(Problem statement) Reproduce exactly, and only, the lines below from the one containing "filename crates/relay-core/src/hub.rs" through the one containing "an outbound queue is full.".

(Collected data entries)
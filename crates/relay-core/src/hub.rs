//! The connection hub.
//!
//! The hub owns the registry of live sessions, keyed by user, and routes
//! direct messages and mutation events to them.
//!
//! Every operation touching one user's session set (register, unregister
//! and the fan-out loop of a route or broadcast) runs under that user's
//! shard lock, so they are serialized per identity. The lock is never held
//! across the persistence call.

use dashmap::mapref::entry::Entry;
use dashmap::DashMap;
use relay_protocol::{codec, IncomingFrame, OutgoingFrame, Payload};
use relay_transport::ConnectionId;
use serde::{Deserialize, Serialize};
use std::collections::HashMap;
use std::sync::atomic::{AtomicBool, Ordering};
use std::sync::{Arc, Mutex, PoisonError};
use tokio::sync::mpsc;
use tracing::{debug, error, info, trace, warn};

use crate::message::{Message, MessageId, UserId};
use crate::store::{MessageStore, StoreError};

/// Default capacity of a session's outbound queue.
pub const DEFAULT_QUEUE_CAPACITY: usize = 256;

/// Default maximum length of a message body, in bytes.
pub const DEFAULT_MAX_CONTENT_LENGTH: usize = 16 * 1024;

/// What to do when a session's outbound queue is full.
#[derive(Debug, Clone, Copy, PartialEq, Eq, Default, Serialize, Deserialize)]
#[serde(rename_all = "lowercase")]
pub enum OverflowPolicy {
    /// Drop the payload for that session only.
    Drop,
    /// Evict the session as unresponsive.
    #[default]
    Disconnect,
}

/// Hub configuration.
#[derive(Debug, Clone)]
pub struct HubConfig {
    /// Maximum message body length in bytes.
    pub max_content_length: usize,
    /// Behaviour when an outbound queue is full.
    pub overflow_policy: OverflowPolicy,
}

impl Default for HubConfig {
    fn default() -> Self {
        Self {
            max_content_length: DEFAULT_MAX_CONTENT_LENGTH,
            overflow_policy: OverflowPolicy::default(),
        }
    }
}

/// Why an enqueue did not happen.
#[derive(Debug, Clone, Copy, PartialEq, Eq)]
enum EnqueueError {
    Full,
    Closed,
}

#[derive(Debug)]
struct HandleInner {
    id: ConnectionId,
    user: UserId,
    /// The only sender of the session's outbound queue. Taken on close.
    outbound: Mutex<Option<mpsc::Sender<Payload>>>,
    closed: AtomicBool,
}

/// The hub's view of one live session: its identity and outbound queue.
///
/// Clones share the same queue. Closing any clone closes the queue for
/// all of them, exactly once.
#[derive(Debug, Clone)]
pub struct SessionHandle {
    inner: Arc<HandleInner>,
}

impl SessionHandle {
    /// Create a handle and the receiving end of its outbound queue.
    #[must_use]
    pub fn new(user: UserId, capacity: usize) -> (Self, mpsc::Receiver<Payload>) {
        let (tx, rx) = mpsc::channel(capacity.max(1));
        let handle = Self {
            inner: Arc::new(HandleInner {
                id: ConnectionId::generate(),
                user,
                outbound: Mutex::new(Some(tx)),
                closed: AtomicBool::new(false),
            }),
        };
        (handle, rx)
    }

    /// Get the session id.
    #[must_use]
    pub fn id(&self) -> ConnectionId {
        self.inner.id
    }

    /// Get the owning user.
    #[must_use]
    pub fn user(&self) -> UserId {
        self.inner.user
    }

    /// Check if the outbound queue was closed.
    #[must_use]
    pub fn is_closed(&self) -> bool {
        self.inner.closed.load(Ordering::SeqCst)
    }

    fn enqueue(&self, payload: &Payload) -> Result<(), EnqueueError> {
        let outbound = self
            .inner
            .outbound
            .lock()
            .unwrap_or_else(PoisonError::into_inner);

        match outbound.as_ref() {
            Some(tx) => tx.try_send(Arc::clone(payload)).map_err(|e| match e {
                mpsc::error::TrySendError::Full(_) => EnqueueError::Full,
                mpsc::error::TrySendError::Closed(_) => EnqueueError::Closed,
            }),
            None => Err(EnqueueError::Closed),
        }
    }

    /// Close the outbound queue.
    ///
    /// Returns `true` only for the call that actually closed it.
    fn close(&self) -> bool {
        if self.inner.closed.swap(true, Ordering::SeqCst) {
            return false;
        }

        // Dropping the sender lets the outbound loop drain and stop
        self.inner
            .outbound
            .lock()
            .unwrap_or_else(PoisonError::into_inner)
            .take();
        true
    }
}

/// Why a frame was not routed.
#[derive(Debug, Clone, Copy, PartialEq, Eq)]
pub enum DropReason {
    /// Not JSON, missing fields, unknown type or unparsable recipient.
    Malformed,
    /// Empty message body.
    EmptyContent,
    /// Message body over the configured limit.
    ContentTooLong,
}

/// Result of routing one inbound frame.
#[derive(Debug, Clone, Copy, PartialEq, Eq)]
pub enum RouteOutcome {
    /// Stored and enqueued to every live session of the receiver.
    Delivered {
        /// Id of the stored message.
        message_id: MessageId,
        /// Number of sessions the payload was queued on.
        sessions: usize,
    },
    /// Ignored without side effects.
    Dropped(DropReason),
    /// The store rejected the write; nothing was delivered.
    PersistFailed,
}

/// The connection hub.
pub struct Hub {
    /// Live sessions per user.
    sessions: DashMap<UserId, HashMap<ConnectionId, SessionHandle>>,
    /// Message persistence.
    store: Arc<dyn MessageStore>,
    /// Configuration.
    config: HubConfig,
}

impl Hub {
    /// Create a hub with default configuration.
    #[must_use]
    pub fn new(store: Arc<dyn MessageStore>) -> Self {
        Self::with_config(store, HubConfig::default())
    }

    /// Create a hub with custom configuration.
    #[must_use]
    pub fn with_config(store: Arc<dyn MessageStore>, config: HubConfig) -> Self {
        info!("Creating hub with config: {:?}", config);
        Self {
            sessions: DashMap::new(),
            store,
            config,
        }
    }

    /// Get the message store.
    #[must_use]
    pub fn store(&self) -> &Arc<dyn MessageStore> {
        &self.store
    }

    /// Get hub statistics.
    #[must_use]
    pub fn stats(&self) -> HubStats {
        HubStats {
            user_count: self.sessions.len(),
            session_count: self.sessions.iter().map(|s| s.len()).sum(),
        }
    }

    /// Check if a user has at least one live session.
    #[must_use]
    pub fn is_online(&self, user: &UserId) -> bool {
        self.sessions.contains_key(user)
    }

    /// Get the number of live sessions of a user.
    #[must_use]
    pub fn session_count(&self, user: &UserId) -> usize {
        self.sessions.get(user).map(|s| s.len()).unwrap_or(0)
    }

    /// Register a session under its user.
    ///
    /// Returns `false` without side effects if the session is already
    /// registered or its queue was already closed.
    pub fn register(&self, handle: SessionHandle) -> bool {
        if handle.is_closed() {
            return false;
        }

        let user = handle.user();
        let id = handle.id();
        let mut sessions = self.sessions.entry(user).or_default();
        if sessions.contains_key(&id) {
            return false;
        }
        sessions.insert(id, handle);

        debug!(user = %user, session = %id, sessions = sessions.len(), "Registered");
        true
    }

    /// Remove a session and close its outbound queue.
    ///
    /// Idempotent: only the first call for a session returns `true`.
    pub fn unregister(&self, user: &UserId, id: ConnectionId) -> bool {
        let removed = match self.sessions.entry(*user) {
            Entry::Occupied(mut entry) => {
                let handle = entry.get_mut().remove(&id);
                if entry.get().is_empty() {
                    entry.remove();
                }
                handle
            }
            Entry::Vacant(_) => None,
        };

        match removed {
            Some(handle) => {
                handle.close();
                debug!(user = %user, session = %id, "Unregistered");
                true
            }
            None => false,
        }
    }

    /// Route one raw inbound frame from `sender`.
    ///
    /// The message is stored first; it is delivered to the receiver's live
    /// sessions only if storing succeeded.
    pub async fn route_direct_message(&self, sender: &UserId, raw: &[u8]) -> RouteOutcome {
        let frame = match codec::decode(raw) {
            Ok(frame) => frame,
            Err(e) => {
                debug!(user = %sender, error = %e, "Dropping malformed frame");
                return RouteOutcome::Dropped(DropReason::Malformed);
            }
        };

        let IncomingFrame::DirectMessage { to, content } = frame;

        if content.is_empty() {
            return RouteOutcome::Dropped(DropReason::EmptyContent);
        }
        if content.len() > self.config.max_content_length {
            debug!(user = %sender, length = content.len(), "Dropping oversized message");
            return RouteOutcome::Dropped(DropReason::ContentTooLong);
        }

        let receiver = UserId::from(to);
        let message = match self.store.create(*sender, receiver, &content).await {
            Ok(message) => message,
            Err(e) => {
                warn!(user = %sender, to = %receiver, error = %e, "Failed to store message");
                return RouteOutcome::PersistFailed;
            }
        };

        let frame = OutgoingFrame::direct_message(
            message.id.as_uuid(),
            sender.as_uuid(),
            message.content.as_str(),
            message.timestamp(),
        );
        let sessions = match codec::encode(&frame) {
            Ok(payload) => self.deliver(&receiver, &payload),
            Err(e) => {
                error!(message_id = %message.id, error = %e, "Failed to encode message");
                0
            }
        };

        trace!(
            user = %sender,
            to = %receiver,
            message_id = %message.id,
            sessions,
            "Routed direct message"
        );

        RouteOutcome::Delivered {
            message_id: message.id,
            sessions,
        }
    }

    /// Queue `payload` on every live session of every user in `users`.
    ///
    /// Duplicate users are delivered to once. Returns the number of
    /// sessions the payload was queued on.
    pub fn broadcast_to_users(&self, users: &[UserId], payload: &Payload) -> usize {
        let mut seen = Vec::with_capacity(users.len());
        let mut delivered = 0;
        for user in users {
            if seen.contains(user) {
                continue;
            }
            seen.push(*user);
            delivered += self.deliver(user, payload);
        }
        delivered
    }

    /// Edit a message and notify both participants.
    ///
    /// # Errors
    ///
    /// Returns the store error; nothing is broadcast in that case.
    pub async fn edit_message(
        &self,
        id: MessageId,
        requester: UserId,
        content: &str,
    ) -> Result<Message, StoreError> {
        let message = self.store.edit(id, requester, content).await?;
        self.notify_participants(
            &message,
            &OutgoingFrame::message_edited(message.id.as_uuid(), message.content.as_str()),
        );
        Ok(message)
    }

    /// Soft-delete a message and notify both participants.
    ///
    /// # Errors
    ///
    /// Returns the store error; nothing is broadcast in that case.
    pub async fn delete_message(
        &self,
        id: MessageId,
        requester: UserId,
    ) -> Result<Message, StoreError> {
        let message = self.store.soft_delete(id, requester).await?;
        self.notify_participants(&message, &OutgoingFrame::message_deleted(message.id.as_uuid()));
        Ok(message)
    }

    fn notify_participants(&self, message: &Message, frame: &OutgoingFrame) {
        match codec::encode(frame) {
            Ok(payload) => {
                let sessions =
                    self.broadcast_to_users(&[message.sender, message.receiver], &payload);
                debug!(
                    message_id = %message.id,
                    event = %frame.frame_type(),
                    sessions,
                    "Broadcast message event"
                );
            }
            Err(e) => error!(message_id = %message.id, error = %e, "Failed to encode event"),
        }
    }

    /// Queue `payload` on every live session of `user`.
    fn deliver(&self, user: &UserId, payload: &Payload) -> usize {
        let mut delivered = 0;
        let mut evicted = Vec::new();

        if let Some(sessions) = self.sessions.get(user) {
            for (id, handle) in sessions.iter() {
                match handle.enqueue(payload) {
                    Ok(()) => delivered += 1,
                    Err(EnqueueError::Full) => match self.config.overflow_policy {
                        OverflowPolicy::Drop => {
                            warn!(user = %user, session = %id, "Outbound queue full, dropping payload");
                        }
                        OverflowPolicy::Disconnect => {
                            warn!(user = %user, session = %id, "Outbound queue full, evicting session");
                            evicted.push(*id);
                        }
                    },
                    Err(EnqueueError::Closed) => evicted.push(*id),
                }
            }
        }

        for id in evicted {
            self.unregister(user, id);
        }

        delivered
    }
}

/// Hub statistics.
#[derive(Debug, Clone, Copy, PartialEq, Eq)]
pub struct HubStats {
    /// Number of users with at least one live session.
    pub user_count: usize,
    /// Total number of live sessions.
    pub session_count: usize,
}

==

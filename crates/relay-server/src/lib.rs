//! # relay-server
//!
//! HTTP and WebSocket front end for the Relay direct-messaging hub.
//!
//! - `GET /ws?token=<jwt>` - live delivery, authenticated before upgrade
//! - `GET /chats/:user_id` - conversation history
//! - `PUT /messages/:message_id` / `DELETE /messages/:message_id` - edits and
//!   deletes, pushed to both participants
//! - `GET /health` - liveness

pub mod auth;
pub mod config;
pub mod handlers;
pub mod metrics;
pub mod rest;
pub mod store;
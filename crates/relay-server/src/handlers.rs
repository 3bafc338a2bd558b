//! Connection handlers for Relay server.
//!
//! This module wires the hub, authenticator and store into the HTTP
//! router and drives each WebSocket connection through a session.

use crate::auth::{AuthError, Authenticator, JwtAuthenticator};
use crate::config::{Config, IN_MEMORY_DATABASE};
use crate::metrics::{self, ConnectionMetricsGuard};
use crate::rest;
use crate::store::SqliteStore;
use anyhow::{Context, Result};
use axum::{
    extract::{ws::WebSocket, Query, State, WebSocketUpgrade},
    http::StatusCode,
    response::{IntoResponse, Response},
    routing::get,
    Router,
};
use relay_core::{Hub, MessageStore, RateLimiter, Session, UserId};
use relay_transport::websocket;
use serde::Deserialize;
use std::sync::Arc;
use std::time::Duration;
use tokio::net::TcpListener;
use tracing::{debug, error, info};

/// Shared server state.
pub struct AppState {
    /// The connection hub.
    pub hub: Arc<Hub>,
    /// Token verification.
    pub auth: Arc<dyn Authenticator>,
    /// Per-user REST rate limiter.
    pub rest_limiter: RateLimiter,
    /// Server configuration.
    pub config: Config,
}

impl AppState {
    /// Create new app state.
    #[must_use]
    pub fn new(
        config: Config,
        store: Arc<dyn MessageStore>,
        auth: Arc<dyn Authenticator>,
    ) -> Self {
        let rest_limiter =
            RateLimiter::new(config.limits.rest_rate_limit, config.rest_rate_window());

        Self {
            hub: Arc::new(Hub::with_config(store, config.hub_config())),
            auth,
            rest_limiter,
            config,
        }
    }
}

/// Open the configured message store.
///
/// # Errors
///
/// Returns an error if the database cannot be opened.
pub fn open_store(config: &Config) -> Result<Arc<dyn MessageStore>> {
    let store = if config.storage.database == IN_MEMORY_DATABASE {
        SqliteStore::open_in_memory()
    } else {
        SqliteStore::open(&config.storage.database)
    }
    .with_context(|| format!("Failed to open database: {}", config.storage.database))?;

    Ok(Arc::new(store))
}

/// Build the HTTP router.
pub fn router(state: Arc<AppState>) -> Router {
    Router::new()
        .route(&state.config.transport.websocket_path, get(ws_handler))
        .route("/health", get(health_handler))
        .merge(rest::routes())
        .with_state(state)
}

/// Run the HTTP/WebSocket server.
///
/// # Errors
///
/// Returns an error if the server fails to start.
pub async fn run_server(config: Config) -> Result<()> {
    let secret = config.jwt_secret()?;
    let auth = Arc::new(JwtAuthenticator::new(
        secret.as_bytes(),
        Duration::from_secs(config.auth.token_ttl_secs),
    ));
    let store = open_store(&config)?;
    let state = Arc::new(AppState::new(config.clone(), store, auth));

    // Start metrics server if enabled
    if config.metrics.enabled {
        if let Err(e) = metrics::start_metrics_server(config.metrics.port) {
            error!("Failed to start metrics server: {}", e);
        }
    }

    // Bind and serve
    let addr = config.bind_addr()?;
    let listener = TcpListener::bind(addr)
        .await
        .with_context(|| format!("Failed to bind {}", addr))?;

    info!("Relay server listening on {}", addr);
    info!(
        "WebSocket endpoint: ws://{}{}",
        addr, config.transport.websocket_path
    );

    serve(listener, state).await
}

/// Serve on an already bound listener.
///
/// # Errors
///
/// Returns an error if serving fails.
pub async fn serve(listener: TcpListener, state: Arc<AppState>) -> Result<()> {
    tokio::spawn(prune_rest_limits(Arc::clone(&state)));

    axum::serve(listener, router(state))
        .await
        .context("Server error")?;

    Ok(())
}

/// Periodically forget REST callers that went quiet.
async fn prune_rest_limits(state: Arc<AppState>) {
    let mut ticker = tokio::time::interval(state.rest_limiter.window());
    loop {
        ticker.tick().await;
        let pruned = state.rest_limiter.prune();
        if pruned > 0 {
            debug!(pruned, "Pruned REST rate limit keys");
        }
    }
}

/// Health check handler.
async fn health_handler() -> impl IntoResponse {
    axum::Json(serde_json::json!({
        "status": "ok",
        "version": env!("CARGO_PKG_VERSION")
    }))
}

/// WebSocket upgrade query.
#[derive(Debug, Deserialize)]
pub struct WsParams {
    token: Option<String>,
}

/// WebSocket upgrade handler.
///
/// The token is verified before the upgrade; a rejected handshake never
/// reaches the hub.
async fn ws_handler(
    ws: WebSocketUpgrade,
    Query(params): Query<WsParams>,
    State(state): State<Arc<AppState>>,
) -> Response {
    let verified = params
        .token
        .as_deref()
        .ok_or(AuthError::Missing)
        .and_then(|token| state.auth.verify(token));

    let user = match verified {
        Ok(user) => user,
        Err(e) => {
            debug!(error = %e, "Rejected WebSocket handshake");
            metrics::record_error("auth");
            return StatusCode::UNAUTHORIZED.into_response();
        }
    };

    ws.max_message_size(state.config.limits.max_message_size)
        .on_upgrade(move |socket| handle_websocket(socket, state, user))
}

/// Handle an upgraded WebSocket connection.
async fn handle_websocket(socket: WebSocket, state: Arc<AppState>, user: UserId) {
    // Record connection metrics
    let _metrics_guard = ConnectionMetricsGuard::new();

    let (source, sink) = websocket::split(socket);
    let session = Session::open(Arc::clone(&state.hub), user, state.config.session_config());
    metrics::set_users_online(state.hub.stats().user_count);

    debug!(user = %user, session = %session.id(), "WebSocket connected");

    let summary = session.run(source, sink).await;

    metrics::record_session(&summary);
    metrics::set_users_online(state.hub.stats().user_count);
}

==

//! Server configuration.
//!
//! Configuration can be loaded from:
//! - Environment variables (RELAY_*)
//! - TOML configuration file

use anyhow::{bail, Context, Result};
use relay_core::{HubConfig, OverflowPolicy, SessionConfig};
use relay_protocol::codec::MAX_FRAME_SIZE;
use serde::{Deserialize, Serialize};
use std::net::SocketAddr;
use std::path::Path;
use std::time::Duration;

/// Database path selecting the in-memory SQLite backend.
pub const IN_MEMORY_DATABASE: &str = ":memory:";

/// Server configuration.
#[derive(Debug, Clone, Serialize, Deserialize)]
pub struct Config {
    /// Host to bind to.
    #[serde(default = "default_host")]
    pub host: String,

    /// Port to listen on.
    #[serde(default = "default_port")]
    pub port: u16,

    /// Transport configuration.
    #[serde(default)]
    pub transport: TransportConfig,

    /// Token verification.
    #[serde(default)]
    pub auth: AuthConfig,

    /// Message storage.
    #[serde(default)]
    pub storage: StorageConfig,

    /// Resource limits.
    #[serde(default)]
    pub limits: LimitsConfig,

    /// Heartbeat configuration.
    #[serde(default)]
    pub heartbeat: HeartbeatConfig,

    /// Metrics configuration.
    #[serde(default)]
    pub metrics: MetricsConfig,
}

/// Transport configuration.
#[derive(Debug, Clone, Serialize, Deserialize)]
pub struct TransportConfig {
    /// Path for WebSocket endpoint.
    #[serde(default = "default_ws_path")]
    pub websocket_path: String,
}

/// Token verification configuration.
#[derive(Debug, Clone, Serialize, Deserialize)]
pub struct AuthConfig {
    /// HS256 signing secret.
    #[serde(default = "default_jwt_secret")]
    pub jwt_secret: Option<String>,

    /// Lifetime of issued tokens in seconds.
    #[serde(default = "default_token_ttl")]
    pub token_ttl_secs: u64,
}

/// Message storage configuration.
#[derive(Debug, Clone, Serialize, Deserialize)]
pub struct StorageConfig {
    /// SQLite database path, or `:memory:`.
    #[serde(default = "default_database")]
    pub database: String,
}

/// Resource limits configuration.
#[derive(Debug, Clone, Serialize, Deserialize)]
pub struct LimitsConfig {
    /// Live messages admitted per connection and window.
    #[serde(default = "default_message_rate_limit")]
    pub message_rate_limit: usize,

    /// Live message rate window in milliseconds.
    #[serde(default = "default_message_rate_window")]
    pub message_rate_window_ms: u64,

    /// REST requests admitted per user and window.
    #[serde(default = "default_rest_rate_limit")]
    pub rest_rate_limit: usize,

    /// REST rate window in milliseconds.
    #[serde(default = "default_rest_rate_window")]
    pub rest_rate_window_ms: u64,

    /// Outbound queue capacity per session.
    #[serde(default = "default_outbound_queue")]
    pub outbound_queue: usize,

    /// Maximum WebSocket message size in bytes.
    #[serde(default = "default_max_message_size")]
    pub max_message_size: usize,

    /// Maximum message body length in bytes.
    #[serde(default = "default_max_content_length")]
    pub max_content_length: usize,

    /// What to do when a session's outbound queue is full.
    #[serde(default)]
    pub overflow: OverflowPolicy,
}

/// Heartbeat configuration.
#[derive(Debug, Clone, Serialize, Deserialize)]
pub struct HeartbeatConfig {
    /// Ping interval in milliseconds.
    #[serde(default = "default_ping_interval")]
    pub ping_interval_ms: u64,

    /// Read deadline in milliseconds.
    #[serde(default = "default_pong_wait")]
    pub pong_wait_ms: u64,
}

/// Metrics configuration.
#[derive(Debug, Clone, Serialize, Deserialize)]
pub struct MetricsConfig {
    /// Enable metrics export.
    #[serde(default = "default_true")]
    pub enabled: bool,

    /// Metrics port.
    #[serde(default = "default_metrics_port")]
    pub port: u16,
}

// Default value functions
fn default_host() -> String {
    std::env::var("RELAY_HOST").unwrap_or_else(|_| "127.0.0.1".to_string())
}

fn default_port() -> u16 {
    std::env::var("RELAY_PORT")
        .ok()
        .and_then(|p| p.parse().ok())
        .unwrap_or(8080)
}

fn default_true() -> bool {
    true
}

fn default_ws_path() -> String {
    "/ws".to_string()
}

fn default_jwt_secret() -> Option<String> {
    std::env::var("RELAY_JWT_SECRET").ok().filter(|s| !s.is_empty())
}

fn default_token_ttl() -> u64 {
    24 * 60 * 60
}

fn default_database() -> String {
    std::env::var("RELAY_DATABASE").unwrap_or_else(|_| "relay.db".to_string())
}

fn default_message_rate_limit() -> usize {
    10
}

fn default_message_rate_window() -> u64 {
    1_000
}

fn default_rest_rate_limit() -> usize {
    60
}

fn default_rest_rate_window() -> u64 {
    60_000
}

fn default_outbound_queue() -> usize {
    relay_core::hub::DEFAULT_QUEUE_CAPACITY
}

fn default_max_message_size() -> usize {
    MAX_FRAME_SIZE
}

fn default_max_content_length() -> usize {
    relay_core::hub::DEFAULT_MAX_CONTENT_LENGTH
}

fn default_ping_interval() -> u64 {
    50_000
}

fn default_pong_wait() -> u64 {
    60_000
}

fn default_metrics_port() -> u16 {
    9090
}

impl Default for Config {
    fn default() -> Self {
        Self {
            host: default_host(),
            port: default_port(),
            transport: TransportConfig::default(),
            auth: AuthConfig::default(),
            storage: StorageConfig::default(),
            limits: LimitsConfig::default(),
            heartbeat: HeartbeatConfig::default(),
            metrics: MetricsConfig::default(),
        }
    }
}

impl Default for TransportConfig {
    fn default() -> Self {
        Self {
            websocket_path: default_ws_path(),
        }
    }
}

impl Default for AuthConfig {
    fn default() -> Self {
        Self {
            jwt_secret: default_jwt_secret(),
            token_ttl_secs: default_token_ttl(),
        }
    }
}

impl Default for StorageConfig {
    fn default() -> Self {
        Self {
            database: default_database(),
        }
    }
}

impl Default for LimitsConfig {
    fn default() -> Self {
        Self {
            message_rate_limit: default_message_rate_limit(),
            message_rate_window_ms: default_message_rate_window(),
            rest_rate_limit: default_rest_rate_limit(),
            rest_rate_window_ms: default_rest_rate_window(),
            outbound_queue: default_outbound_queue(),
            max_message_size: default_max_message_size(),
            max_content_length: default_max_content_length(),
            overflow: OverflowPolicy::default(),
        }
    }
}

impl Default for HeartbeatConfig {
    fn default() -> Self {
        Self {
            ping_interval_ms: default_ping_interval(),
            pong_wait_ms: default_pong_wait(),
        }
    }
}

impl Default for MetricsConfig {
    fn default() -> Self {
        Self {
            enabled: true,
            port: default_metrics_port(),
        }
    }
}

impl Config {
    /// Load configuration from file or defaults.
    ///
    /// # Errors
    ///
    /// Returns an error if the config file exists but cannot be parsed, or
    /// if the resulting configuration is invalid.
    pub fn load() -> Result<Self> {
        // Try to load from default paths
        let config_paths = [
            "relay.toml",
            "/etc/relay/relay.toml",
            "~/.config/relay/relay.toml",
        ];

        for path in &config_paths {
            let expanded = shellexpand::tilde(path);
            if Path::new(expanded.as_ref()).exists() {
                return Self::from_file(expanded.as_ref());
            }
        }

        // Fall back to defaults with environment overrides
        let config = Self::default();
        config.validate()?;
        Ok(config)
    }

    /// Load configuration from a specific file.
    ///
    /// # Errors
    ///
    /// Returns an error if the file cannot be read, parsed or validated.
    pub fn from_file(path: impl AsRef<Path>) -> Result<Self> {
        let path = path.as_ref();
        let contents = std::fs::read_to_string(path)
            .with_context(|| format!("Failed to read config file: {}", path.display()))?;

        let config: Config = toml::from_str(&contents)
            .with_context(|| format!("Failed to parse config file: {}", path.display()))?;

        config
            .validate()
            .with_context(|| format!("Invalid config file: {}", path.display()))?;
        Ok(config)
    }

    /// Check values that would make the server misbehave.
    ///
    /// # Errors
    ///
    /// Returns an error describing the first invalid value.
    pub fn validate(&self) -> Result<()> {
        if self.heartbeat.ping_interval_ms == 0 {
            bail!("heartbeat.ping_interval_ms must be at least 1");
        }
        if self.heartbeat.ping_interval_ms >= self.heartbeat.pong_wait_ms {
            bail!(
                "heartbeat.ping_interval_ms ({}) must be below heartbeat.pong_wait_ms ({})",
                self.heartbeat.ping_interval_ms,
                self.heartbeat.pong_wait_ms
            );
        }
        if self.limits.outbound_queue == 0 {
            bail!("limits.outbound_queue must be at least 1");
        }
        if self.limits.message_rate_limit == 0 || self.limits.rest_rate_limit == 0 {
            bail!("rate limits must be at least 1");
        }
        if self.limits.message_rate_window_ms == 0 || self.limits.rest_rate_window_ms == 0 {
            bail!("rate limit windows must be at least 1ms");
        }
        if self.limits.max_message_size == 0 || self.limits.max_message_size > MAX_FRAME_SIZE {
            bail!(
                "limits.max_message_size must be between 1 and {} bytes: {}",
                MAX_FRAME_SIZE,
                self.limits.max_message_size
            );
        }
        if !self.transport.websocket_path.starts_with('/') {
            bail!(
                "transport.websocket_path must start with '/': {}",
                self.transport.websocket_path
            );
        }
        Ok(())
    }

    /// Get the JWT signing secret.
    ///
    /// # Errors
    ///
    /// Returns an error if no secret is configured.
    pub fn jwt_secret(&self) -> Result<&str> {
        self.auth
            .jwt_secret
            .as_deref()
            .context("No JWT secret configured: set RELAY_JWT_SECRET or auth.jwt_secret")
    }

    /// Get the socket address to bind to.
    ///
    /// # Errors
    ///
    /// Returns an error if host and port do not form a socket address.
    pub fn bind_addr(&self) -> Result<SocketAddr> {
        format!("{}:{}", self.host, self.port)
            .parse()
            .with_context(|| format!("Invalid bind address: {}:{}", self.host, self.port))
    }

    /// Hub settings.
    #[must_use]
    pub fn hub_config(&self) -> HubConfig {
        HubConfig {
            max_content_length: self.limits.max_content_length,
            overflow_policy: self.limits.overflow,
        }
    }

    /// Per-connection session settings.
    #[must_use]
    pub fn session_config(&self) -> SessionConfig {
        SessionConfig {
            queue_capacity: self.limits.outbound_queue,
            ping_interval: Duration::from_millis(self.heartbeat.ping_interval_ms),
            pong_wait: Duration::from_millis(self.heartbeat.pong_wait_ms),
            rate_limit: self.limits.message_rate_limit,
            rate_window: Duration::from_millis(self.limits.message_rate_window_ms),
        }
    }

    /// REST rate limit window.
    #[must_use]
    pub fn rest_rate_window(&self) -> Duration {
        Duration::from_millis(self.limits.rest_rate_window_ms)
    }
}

(Finished exercise)
filename crates/relay-core/src/hub.rs
//! The connection hub.
//!
//! The hub owns the registry of live sessions, keyed by user, and routes
//! direct messages and mutation events to them.
//!
//! Every operation touching one user's session set (register, unregister
//! and the fan-out loop of a route or broadcast) runs under that user's
//! shard lock, so they are serialized per identity. The lock is never held
//! across the persistence call.

use dashmap::mapref::entry::Entry;
use dashmap::DashMap;
use relay_protocol::{codec, IncomingFrame, OutgoingFrame, Payload};
use relay_transport::ConnectionId;
use serde::{Deserialize, Serialize};
use std::collections::HashMap;
use std::sync::atomic::{AtomicBool, Ordering};
use std::sync::{Arc, Mutex, PoisonError};
use tokio::sync::mpsc;
use tracing::{debug, error, info, trace, warn};

use crate::message::{Message, MessageId, UserId};
use crate::store::{MessageStore, StoreError};

/// Default capacity of a session's outbound queue.
pub const DEFAULT_QUEUE_CAPACITY: usize = 256;

/// Default maximum length of a message body, in bytes.
pub const DEFAULT_MAX_CONTENT_LENGTH: usize = 16 * 1024;

/// What to do when a session's outbound queue is full.
#[derive(Debug, Clone, Copy, PartialEq, Eq, Default, Serialize, Deserialize)]
#[serde(rename_all = "lowercase")]
pub enum OverflowPolicy {
    /// Drop the payload for that session only.
    Drop,
    /// Evict the session as unresponsive.
    #[default]
    Disconnect,
}

/// Hub configuration.
#[derive(Debug, Clone)]
pub struct HubConfig {
    /// Maximum message body length in bytes.
    pub max_content_length: usize,
    /// Behaviour when an outbound queue is full.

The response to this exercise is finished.